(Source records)
···

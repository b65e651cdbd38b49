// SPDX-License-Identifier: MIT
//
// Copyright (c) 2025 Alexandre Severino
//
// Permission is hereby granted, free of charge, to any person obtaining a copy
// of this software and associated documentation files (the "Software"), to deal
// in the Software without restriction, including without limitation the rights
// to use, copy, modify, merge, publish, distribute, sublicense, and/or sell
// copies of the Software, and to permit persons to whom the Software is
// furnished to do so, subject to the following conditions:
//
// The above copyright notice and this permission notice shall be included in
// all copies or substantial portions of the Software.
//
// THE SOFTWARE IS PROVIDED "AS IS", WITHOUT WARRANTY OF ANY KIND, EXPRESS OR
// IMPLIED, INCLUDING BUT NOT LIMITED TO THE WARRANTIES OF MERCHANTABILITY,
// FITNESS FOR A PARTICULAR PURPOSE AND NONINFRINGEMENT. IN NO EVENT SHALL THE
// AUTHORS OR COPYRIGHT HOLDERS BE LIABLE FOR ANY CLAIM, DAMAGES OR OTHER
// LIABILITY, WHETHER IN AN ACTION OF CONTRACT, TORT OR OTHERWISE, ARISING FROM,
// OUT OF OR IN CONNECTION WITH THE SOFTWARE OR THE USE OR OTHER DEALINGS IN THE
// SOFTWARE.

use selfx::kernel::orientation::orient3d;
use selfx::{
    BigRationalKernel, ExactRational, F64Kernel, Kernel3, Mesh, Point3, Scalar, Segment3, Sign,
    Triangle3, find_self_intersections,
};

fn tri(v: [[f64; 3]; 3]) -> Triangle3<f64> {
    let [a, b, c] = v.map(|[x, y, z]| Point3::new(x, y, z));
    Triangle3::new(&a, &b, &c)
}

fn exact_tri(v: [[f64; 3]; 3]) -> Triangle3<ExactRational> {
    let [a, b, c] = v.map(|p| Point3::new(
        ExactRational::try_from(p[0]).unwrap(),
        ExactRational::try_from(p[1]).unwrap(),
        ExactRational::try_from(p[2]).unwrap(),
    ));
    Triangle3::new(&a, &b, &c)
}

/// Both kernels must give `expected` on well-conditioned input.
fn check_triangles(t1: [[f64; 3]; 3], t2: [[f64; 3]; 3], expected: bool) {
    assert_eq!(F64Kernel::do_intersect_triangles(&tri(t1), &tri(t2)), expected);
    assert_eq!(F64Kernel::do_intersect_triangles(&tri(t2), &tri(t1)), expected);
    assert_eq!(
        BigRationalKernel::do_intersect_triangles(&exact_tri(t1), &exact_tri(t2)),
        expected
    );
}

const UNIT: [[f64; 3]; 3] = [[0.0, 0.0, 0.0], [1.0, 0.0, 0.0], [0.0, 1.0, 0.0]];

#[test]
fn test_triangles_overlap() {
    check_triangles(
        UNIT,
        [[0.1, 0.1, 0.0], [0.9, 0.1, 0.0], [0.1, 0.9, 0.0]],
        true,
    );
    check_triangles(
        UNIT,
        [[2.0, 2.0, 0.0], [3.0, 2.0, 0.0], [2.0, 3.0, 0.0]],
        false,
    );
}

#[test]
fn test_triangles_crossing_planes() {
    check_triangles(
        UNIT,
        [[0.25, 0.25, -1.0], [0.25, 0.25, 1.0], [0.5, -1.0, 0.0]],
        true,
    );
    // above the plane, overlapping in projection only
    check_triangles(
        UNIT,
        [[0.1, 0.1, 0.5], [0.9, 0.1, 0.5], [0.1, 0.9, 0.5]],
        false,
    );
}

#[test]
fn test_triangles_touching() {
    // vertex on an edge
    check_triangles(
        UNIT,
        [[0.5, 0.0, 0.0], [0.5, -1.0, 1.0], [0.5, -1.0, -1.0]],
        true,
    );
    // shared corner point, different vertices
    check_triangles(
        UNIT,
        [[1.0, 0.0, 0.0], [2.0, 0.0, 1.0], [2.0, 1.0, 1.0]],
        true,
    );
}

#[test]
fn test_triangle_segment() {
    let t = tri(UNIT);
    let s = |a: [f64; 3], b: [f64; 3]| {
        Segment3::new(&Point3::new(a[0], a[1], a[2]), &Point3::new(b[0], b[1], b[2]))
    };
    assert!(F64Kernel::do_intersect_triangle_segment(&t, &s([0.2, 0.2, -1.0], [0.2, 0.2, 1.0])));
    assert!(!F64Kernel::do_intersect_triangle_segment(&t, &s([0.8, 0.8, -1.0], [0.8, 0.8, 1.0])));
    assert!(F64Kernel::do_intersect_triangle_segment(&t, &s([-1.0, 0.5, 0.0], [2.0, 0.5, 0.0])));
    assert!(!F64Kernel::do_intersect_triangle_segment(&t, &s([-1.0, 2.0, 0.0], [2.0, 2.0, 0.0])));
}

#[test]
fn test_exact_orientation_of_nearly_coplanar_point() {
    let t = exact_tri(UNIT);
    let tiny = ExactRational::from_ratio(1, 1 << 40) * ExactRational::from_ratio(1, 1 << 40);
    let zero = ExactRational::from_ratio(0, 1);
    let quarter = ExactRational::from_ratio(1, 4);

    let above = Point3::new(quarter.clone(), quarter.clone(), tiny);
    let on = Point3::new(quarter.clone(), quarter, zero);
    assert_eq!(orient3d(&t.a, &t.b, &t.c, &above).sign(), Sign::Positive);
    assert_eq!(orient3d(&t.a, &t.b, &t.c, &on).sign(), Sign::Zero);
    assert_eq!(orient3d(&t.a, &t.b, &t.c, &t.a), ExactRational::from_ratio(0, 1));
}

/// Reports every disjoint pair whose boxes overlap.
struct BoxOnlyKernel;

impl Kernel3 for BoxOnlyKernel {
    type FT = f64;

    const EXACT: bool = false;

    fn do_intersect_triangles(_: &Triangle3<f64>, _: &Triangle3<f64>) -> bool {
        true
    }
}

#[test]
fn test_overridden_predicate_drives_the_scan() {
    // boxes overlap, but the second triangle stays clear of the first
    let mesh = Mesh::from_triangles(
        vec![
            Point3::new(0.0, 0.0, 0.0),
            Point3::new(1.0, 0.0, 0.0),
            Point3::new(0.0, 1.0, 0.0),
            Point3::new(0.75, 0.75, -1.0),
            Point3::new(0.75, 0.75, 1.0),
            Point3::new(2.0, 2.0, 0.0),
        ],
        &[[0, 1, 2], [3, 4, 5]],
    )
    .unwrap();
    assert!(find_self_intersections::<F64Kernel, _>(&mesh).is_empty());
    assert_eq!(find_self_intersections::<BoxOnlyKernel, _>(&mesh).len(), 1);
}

···

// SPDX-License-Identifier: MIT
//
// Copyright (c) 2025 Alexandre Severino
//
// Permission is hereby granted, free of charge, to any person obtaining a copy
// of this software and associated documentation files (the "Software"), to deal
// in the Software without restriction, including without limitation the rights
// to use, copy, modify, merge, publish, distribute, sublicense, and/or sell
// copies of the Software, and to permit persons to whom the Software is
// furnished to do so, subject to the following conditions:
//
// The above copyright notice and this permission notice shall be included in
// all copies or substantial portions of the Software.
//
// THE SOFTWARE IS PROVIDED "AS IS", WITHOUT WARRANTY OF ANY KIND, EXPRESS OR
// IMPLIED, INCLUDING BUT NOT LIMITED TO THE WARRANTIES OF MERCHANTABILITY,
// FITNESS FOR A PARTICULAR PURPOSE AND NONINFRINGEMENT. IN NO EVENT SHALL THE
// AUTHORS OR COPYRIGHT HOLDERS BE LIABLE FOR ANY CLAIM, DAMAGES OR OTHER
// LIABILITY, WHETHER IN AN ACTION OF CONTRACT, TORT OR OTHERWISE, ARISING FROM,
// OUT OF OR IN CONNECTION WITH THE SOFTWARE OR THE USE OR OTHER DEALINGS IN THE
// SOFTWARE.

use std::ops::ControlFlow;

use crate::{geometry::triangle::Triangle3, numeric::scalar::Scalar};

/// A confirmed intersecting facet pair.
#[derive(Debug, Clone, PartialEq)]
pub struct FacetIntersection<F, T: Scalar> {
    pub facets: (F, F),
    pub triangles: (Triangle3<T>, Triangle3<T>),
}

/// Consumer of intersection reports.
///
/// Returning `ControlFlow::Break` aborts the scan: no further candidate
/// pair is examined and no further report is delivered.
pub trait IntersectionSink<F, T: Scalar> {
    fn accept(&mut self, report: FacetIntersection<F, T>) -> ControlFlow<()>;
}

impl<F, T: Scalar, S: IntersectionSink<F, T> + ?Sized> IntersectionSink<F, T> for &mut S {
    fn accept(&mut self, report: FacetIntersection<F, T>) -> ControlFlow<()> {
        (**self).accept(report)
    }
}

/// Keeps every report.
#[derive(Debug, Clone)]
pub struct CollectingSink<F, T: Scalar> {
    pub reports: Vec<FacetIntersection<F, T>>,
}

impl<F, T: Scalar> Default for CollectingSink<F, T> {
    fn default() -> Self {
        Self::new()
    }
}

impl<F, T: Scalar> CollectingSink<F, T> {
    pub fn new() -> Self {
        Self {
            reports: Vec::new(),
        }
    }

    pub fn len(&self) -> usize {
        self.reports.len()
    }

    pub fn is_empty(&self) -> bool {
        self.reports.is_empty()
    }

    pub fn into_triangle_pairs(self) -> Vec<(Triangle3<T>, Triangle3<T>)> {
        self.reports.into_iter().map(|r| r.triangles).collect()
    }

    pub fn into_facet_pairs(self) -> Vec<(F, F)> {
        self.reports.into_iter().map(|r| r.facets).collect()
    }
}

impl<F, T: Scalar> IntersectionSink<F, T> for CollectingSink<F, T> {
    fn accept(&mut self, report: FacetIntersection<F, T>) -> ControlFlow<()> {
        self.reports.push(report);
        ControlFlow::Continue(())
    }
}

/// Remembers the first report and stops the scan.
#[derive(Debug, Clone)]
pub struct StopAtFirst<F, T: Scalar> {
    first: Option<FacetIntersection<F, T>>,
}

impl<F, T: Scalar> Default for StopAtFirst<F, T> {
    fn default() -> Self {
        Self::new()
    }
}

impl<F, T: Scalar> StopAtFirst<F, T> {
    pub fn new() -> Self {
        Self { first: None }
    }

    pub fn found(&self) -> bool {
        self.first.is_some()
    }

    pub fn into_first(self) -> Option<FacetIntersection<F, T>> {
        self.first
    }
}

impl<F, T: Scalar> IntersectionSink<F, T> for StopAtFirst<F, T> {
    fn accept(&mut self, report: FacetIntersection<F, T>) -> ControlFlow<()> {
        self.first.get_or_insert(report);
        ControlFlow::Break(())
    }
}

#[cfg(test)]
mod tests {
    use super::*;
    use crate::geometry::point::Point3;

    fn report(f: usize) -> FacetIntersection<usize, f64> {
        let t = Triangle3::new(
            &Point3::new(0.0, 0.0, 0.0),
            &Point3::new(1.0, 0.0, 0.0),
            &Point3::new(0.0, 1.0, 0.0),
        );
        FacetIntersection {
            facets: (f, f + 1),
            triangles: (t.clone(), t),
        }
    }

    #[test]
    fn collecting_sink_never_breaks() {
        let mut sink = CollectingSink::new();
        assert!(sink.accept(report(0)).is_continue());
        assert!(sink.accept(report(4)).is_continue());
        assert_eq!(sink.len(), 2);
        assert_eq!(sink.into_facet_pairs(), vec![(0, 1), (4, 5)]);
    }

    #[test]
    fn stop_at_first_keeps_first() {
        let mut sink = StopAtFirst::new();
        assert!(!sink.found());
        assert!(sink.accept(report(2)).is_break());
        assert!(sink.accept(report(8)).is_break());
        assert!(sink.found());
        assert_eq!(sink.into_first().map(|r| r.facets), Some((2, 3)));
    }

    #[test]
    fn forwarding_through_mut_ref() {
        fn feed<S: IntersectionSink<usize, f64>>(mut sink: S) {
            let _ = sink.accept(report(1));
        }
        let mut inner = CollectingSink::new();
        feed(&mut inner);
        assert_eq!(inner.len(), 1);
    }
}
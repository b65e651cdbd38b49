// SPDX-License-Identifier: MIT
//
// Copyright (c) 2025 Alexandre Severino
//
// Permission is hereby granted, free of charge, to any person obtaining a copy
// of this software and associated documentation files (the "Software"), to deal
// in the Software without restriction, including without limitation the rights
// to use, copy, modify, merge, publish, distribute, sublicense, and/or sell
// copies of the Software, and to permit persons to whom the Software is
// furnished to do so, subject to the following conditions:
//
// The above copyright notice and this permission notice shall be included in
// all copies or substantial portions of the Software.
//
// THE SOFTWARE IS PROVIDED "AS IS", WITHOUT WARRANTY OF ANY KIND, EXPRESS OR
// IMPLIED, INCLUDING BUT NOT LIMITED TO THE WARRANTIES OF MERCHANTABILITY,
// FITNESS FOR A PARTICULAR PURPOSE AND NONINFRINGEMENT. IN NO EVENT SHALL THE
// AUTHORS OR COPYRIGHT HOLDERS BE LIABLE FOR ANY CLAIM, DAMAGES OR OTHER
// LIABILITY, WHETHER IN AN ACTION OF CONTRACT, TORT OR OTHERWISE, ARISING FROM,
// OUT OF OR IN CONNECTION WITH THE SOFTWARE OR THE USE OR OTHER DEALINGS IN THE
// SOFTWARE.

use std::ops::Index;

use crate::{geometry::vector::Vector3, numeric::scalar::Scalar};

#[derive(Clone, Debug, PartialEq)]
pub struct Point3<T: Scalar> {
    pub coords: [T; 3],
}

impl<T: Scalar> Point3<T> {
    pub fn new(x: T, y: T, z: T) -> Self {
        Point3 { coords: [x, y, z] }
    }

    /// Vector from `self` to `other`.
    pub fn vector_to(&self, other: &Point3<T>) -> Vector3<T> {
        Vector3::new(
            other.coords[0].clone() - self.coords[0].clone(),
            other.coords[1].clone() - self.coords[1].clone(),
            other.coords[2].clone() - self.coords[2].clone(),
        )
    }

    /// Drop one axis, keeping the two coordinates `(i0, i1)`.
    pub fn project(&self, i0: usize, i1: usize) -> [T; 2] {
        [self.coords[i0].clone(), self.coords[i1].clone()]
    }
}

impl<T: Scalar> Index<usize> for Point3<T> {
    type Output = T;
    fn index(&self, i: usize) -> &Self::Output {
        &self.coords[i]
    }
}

···

**Task item:**
Each line above where the word "Sign" occurs should be copied out.

**Exercise solution:**
    BigRationalKernel, ExactRational, F64Kernel, Kernel3, Mesh, Point3, Scalar, Segment3, Sign,
    assert_eq!(orient3d(&t.a, &t.b, &t.c, &above).sign(), Sign::Positive);
    assert_eq!(orient3d(&t.a, &t.b, &t.c, &on).sign(), Sign::Zero);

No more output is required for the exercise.